Rockefeller returned to public service in 1950 when President
Harry S. Truman appointed him Chairman of the
International Development Advisory Board. The Board was charged
with developing a plan for implementing the President’s
Point IV program of providing foreign
technical assistance. In 1952 President-Elect
Dwight D. Eisenhower asked Rockefeller to Chair the
President’s Advisory Committee on Government Organization to
recommend ways of improving efficiency and effectiveness of the
executive branch of the federal government. Rockefeller recommended
thirteen reorganization plans, all of which were implemented. The
plans implemented organizational changes in the Department of
Defense, the Department of Defense Mobilization and the Department
of Agriculture. His recommendations also led to the creation of the
Department of Health, Education and Welfare. Rockefeller was
appointed Under-Secretary of this new department in 1953.

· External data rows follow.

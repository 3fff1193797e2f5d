//! Cosmo Extractor - Knowledge extraction pipeline
//!
//! Turns cleaned text into knowledge:
//! - Sentence segmentation and tokenization
//! - Part-of-speech tagging and lemmatization
//! - Named Entity Recognition (gazetteer + patterns)
//! - Shallow dependency parsing
//! - Co-occurrence pairs and (subject, predicate, object) triples

use cosmo_core::Result;
use serde::{Deserialize, Serialize};

pub mod dependency;
pub mod lexicon;
pub mod ner;
pub mod parser;
pub mod relation;
pub mod segment;

pub use ner::RuleBasedNer;
pub use parser::RuleBasedParser;
pub use relation::{Extraction, Extractor};

// ============================================================================
// Entity Types
// ============================================================================

/// Named entity categories
#[derive(Debug, Clone, Copy, PartialEq, Eq, Hash, Serialize, Deserialize)]
#[serde(rename_all = "snake_case")]
pub enum EntityLabel {
    Organization,
    Person,
    Gpe,
    Location,
    Product,
    Event,
    Date,
    Cardinal,
    Other,
}

impl EntityLabel {
    /// Get the string representation
    pub fn as_str(&self) -> &'static str {
        match self {
            Self::Organization => "ORG",
            Self::Person => "PERSON",
            Self::Gpe => "GPE",
            Self::Location => "LOC",
            Self::Product => "PRODUCT",
            Self::Event => "EVENT",
            Self::Date => "DATE",
            Self::Cardinal => "CARDINAL",
            Self::Other => "MISC",
        }
    }

    /// Categories that take part in co-occurrence pairs
    pub fn is_relational(&self) -> bool {
        matches!(
            self,
            Self::Organization
                | Self::Person
                | Self::Gpe
                | Self::Location
                | Self::Product
                | Self::Event
        )
    }
}

impl std::fmt::Display for EntityLabel {
    fn fmt(&self, f: &mut std::fmt::Formatter<'_>) -> std::fmt::Result {
        write!(f, "{}", self.as_str())
    }
}

/// Entity span recognized in a sentence
#[derive(Debug, Clone, PartialEq, Serialize, Deserialize)]
pub struct NamedEntity {
    pub text: String,
    pub label: EntityLabel,
    /// Byte offsets within the sentence text
    pub start: usize,
    pub end: usize,
    pub confidence: f32,
}

// ============================================================================
// Token Types
// ============================================================================

/// Coarse part-of-speech tags
#[derive(Debug, Clone, Copy, PartialEq, Eq, Hash, Serialize, Deserialize)]
pub enum PosTag {
    Noun,
    ProperNoun,
    Verb,
    Aux,
    Adjective,
    Adverb,
    Determiner,
    Preposition,
    Pronoun,
    Conjunction,
    Particle,
    Number,
    Punct,
}

impl PosTag {
    /// Tags that can head a noun chunk
    pub fn is_nominal(&self) -> bool {
        matches!(
            self,
            Self::Noun | Self::ProperNoun | Self::Pronoun | Self::Number
        )
    }
}

/// Dependency relation of a token to its head
#[derive(Debug, Clone, Copy, PartialEq, Eq, Hash, Serialize, Deserialize)]
pub enum DepLabel {
    Root,
    Nsubj,
    Nsubjpass,
    Dobj,
    Attr,
    Acomp,
    Prep,
    Pobj,
    Agent,
    Aux,
    Auxpass,
    Neg,
    Det,
    Amod,
    Compound,
    Nummod,
    Advmod,
    Cc,
    Conj,
    Xcomp,
    Relcl,
    Punct,
    Dep,
}

impl DepLabel {
    pub fn as_str(&self) -> &'static str {
        match self {
            Self::Root => "ROOT",
            Self::Nsubj => "nsubj",
            Self::Nsubjpass => "nsubjpass",
            Self::Dobj => "dobj",
            Self::Attr => "attr",
            Self::Acomp => "acomp",
            Self::Prep => "prep",
            Self::Pobj => "pobj",
            Self::Agent => "agent",
            Self::Aux => "aux",
            Self::Auxpass => "auxpass",
            Self::Neg => "neg",
            Self::Det => "det",
            Self::Amod => "amod",
            Self::Compound => "compound",
            Self::Nummod => "nummod",
            Self::Advmod => "advmod",
            Self::Cc => "cc",
            Self::Conj => "conj",
            Self::Xcomp => "xcomp",
            Self::Relcl => "relcl",
            Self::Punct => "punct",
            Self::Dep => "dep",
        }
    }

    /// Subject relations
    pub fn is_subject(&self) -> bool {
        matches!(self, Self::Nsubj | Self::Nsubjpass)
    }

    /// Relations accepted as the object of a triple
    pub fn is_object(&self) -> bool {
        matches!(self, Self::Dobj | Self::Pobj | Self::Attr)
    }
}

impl std::fmt::Display for DepLabel {
    fn fmt(&self, f: &mut std::fmt::Formatter<'_>) -> std::fmt::Result {
        write!(f, "{}", self.as_str())
    }
}

/// A word or punctuation mark with its analysis
#[derive(Debug, Clone, PartialEq, Serialize, Deserialize)]
pub struct Token {
    pub text: String,
    pub lemma: String,
    pub pos: PosTag,
    pub dep: DepLabel,
    /// Index of the head token in the sentence; the root points at itself
    pub head: usize,
    /// Byte offsets within the sentence text
    pub start: usize,
    pub end: usize,
}

impl Token {
    pub fn new(text: impl Into<String>, start: usize, end: usize) -> Self {
        let text = text.into();
        Self {
            lemma: text.to_lowercase(),
            text,
            pos: PosTag::Noun,
            dep: DepLabel::Dep,
            head: 0,
            start,
            end,
        }
    }
}

// ============================================================================
// Parsed Document
// ============================================================================

/// One analyzed sentence
#[derive(Debug, Clone, Serialize, Deserialize)]
pub struct ParsedSentence {
    pub text: String,
    /// Byte offset of the sentence within the document
    pub offset: usize,
    pub tokens: Vec<Token>,
    pub entities: Vec<NamedEntity>,
    /// Index of the root token, if the sentence has one
    pub root: Option<usize>,
}

impl ParsedSentence {
    /// The root token
    pub fn root_token(&self) -> Option<&Token> {
        self.root.and_then(|i| self.tokens.get(i))
    }

    /// Syntactic children of `index` to its left, in order
    pub fn lefts(&self, index: usize) -> impl Iterator<Item = &Token> + '_ {
        self.tokens[..index.min(self.tokens.len())]
            .iter()
            .filter(move |t| t.head == index)
    }

    /// Syntactic children of `index` to its right, in order
    pub fn rights(&self, index: usize) -> impl Iterator<Item = &Token> + '_ {
        self.tokens
            .iter()
            .enumerate()
            .skip(index + 1)
            .filter(move |(_, t)| t.head == index)
            .map(|(_, t)| t)
    }
}

/// Result of running a language parser over a text
#[derive(Debug, Clone, Default, Serialize, Deserialize)]
pub struct ParsedDocument {
    pub sentences: Vec<ParsedSentence>,
}

impl ParsedDocument {
    pub fn entity_count(&self) -> usize {
        self.sentences.iter().map(|s| s.entities.len()).sum()
    }

    pub fn token_count(&self) -> usize {
        self.sentences.iter().map(|s| s.tokens.len()).sum()
    }
}

// ============================================================================
// Traits
// ============================================================================

/// Trait for entity recognizers working on one sentence
pub trait EntityExtractor: Send + Sync {
    fn extract(&self, text: &str) -> Result<Vec<NamedEntity>>;
}

/// Trait for full linguistic parsers (segmentation, tagging, NER, dependencies)
pub trait LanguageParser: Send + Sync {
    fn parse(&self, text: &str) -> Result<ParsedDocument>;
}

Rockefeller was active in HEW’s legislative program and implemented
measures that added ten million people under the Social Security
program.
In 1954 he was appointed Special Assistant to the President for
Foreign Affairs (sometimes referred to as Special Assistant to the
President for Psychological Warfare.) He was tasked with providing
the President with advice and assistance in developing programs by
which the various departments of the government could counter
Soviet foreign policy challenges. As part of this responsibility he
was named as the President’s representative on the
Operations Coordinating Board,
a committee of the
National Security
Council. The other members were the Undersecretary of State,
the Deputy Secretary of Defense, the director of the Foreign
Operations Administration, and the
Central
Intelligence Agency director. The OCB’s purpose was to oversee
coordinated execution of security policy and plans, including
clandestine operations.
Rockefeller broadly interpreted his directive and became an
advocate for foreign economic aid as indispensible to national
security. Most of Rockefeller’s initiatives were blocked by
Secretary of State John Foster Dulles and his Under Secretary,
Herbert Hoover, Jr., both traditionalists who resented what they
perceived as outside interference from Rockefeller, and by Treasury
Secretary George Humphrey for financial reasons. However, in June
1955 Rockefeller convened a week-long meeting of experts from
various disciplines to assess the US position in the psychological
aspects of the Cold War and develop proposals that could give the
US the initiative at the upcoming Summit Conference in Geneva. The
meeting was held at the Marine Corps school at Quantico, Virginia
and became known as the Quantico Study. The Quantico panel
developed a proposal called “open skies” wherein the US and the
Soviet Union would exchange blueprints of military installations
and agree to mutual aerial reconnaissance. Thus military buildups
would be revealed and the danger of surprise attacks minimized. It
was a counter proposal to the Soviet proposal of universal
disarmament. The feeling was that the Soviets could not refuse the
proposal if they were serious about disarmament.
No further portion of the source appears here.